Problem description – Transcribe only the lines between the first line of the records and the line containing "- No harmful, offensive, or", inclusive, exactly as written.

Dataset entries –

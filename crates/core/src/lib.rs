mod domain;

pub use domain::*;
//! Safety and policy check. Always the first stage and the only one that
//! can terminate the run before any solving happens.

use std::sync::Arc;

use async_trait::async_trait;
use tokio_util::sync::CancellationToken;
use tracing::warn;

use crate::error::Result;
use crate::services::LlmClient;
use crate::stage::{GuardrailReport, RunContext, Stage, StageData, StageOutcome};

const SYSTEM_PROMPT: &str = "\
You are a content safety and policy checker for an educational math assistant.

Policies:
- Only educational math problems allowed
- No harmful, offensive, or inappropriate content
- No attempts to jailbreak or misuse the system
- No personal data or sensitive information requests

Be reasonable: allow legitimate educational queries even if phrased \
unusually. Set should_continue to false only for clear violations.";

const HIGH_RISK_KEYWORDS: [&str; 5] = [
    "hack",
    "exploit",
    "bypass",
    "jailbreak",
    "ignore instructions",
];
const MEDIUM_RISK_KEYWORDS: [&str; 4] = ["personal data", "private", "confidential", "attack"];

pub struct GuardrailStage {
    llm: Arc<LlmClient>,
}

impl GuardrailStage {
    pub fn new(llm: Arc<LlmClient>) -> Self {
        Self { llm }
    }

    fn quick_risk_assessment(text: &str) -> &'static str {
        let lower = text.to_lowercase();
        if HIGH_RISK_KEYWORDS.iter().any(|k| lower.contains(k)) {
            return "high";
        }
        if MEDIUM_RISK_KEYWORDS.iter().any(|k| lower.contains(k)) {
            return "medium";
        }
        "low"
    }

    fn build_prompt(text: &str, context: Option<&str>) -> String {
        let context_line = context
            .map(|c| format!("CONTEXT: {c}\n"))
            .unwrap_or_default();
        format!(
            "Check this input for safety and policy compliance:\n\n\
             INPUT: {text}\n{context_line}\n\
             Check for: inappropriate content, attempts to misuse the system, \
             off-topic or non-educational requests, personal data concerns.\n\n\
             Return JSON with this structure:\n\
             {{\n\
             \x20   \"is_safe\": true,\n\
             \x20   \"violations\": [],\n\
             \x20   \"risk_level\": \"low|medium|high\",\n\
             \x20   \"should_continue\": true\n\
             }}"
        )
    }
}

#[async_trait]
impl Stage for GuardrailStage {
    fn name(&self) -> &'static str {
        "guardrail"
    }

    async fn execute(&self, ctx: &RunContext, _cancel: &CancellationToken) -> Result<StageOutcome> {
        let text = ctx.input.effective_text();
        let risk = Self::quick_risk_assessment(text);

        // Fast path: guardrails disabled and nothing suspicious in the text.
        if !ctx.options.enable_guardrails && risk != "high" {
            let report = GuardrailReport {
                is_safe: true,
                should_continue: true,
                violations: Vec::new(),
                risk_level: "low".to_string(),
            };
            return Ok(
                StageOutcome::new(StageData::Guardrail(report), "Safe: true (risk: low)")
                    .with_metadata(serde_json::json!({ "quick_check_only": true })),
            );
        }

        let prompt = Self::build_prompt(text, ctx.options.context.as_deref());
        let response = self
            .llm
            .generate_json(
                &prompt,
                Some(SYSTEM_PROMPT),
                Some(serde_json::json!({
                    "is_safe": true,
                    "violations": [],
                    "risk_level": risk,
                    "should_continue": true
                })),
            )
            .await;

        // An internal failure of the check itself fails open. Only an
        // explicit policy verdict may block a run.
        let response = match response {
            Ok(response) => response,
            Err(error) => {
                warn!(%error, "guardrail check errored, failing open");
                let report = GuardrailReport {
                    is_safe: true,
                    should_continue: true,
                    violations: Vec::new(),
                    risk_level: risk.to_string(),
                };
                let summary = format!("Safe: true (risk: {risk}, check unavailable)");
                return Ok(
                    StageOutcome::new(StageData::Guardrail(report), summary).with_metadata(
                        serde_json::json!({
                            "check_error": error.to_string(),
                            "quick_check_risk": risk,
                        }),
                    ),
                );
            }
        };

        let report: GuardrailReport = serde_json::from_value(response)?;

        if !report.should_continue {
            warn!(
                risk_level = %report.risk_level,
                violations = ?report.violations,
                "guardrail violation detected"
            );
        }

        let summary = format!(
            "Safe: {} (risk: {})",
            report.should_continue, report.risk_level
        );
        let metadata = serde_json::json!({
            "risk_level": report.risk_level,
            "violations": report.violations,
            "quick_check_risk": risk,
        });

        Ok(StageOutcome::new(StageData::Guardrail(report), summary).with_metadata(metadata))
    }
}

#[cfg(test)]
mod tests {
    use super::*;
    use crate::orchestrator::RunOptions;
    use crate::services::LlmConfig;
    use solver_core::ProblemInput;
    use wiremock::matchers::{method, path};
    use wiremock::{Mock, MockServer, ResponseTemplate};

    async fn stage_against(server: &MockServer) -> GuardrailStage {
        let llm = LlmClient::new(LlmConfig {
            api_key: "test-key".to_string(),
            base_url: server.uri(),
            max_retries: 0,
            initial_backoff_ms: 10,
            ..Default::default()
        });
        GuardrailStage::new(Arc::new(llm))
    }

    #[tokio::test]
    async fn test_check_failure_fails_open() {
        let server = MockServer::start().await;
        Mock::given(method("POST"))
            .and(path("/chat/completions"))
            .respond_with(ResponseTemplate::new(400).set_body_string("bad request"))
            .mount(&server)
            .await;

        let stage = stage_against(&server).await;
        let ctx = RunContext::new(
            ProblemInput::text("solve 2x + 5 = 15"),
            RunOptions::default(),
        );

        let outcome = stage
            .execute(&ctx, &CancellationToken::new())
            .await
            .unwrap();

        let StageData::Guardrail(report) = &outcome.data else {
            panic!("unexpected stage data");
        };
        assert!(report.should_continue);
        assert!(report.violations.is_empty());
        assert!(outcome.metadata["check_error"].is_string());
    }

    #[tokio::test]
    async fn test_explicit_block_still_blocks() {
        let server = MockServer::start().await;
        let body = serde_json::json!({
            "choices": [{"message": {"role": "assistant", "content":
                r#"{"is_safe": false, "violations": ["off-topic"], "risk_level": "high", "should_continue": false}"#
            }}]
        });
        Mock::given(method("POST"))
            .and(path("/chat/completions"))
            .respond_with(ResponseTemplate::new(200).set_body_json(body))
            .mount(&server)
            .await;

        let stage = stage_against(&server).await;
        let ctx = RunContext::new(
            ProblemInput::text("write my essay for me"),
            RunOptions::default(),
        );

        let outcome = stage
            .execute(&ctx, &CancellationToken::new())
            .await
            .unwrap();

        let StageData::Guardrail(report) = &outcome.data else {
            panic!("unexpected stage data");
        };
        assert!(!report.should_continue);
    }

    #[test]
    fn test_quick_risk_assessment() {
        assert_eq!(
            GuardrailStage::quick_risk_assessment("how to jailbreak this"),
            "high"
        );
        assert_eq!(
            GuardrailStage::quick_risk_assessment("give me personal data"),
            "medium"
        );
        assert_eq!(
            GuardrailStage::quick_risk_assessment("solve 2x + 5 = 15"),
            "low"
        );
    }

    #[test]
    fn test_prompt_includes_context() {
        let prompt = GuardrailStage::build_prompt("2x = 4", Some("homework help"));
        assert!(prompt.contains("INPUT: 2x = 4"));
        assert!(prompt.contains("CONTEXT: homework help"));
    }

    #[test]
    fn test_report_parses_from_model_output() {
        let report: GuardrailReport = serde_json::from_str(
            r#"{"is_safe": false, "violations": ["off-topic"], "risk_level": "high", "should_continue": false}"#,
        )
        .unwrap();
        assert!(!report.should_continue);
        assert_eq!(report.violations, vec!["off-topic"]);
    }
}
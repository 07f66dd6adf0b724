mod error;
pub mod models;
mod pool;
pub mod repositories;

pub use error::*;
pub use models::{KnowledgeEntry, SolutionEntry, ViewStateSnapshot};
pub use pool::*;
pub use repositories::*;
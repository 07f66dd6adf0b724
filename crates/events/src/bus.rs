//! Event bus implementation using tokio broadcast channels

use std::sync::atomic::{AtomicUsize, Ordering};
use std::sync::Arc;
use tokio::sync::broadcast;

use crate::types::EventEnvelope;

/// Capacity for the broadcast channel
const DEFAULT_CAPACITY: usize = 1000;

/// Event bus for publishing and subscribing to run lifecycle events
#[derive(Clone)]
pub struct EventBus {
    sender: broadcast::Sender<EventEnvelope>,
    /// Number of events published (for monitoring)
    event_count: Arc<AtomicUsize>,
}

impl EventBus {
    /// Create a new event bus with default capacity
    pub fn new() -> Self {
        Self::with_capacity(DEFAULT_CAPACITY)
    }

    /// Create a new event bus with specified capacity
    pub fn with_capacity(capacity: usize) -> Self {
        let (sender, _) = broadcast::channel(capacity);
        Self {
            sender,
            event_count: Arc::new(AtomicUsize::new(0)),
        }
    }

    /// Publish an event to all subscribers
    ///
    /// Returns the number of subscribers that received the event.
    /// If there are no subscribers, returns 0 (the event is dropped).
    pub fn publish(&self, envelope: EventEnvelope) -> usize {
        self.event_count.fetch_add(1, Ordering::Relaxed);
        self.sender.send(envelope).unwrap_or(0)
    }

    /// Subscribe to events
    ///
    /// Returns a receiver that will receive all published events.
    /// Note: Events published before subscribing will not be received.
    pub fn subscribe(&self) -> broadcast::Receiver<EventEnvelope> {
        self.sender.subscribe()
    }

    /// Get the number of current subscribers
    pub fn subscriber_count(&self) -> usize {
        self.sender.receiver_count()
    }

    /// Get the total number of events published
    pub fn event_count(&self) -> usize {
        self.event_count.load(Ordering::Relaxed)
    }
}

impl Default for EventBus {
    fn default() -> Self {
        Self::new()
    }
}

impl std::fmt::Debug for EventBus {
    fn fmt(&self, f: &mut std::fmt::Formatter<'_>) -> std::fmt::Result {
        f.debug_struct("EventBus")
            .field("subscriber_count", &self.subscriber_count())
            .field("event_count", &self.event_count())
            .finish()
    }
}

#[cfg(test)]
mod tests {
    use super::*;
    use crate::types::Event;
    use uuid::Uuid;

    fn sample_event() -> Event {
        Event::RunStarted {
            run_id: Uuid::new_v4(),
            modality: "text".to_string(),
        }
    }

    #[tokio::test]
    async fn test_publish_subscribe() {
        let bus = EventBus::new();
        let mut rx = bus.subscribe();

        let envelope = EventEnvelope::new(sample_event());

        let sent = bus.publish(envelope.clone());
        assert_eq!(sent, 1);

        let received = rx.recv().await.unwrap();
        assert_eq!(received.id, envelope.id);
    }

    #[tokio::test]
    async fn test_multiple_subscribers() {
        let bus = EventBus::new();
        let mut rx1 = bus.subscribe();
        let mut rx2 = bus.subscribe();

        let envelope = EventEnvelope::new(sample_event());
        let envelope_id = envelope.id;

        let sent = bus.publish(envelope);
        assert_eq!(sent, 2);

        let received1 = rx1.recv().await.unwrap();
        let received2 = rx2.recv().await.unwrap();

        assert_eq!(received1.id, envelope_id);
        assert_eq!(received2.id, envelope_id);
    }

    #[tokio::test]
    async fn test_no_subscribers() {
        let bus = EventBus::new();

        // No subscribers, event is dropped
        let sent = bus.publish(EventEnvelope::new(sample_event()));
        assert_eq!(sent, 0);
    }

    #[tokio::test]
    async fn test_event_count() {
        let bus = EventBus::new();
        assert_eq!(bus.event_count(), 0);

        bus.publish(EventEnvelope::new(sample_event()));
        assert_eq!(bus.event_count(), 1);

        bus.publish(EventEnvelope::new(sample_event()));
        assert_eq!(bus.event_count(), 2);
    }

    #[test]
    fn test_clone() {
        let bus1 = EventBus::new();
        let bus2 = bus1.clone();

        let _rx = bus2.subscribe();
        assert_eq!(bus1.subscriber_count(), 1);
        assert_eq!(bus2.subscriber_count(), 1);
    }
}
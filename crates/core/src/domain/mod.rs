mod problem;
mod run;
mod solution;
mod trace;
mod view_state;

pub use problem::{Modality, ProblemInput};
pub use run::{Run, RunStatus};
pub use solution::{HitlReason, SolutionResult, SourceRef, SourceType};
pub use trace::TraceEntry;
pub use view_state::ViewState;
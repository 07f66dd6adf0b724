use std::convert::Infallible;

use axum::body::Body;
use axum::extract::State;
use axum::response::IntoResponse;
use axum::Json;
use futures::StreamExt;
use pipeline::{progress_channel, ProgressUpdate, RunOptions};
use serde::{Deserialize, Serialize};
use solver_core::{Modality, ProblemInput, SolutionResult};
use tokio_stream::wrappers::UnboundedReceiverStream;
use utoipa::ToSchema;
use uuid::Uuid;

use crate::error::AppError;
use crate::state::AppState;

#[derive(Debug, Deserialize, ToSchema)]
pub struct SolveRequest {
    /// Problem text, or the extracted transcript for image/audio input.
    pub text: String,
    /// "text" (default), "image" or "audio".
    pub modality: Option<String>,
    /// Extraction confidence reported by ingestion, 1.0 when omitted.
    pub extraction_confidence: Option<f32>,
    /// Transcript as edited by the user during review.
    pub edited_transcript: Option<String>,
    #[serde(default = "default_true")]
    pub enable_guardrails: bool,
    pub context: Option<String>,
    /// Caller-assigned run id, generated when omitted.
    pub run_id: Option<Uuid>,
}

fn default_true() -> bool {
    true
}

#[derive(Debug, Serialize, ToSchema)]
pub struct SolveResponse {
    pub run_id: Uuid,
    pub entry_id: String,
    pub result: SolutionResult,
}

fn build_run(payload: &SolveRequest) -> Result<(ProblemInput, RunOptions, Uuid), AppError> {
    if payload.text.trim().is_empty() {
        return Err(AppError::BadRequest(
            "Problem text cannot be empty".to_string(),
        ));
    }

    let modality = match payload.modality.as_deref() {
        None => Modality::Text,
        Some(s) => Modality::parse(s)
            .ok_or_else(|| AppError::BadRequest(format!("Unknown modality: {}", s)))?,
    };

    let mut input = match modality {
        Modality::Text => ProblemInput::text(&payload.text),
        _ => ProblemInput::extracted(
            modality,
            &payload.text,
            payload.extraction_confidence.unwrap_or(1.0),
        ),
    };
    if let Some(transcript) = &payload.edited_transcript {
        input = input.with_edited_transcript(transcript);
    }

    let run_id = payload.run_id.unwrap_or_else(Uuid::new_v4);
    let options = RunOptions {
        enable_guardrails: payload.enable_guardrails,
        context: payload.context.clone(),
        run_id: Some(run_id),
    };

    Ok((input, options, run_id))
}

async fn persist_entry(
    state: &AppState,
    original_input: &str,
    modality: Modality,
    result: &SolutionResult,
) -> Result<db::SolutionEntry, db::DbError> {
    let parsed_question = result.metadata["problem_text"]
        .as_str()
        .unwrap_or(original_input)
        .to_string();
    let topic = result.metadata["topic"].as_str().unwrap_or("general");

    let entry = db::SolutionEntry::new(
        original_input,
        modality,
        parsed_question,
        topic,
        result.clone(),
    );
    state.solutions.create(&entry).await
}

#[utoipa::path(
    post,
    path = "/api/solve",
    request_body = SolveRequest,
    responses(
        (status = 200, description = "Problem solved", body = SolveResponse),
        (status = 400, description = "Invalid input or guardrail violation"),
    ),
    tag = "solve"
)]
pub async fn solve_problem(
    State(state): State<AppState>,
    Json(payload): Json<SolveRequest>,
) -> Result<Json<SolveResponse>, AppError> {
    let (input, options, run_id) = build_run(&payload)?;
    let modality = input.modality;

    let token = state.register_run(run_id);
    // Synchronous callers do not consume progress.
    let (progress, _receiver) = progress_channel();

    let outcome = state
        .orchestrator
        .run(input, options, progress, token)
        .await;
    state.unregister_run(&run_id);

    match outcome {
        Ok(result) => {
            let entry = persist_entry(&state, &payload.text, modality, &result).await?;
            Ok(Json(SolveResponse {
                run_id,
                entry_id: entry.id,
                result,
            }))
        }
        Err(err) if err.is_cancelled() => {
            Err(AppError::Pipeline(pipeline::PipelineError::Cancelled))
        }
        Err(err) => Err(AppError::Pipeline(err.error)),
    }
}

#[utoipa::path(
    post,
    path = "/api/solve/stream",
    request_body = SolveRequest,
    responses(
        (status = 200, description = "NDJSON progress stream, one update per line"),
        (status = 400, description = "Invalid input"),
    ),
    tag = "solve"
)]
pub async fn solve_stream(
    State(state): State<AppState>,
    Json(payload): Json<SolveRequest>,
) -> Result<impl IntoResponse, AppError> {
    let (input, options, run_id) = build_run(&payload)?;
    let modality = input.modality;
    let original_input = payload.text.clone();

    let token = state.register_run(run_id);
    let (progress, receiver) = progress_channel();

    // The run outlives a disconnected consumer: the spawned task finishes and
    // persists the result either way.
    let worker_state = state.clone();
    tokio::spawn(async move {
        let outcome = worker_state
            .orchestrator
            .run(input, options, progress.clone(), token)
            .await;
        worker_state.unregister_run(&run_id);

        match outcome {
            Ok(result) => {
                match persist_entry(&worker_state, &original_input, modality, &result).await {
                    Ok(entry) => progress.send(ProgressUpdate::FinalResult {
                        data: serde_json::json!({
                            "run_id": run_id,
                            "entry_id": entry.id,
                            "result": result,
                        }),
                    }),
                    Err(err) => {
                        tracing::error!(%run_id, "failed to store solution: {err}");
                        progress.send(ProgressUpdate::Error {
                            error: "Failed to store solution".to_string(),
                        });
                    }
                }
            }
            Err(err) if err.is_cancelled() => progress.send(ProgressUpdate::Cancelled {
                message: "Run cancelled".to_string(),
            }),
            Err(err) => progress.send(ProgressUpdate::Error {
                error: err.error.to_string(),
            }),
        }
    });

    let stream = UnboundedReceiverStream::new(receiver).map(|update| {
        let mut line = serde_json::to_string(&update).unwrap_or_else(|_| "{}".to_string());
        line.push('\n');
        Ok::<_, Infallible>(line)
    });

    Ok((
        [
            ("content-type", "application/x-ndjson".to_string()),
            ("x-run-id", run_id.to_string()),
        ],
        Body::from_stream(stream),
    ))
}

Final answer –
filename crates/core/src/lib.rs
mod domain;

pub use domain::*;
//! Safety and policy check. Always the first stage and the only one that
//! can terminate the run before any solving happens.

use std::sync::Arc;

use async_trait::async_trait;
use tokio_util::sync::CancellationToken;
use tracing::warn;

use crate::error::Result;
use crate::services::LlmClient;
use crate::stage::{GuardrailReport, RunContext, Stage, StageData, StageOutcome};

const SYSTEM_PROMPT: &str = "\
You are a content safety and policy checker for an educational math assistant.

Policies:
- Only educational math problems allowed
- No harmful, offensive, or inappropriate content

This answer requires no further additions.